[[ GIVEN DATA open ]]

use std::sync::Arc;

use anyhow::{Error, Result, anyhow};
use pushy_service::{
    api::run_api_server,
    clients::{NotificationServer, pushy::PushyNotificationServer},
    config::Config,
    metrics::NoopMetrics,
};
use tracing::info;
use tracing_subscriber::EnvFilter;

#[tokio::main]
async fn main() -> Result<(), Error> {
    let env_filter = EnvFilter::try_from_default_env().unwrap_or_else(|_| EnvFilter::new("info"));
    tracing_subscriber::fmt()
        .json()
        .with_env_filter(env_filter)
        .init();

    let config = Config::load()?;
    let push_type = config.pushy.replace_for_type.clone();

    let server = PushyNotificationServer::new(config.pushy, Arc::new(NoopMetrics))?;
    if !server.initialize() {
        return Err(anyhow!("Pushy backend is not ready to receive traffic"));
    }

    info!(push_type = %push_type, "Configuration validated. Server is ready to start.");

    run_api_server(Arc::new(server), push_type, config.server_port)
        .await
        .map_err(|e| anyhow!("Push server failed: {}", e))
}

[[ GIVEN DATA closed ]]

* ACTIVITY: Some lines of the data above may hold the word "NoopMetrics"; state how many do, and give only that number.

* RESULT FOR THIS TASK: 2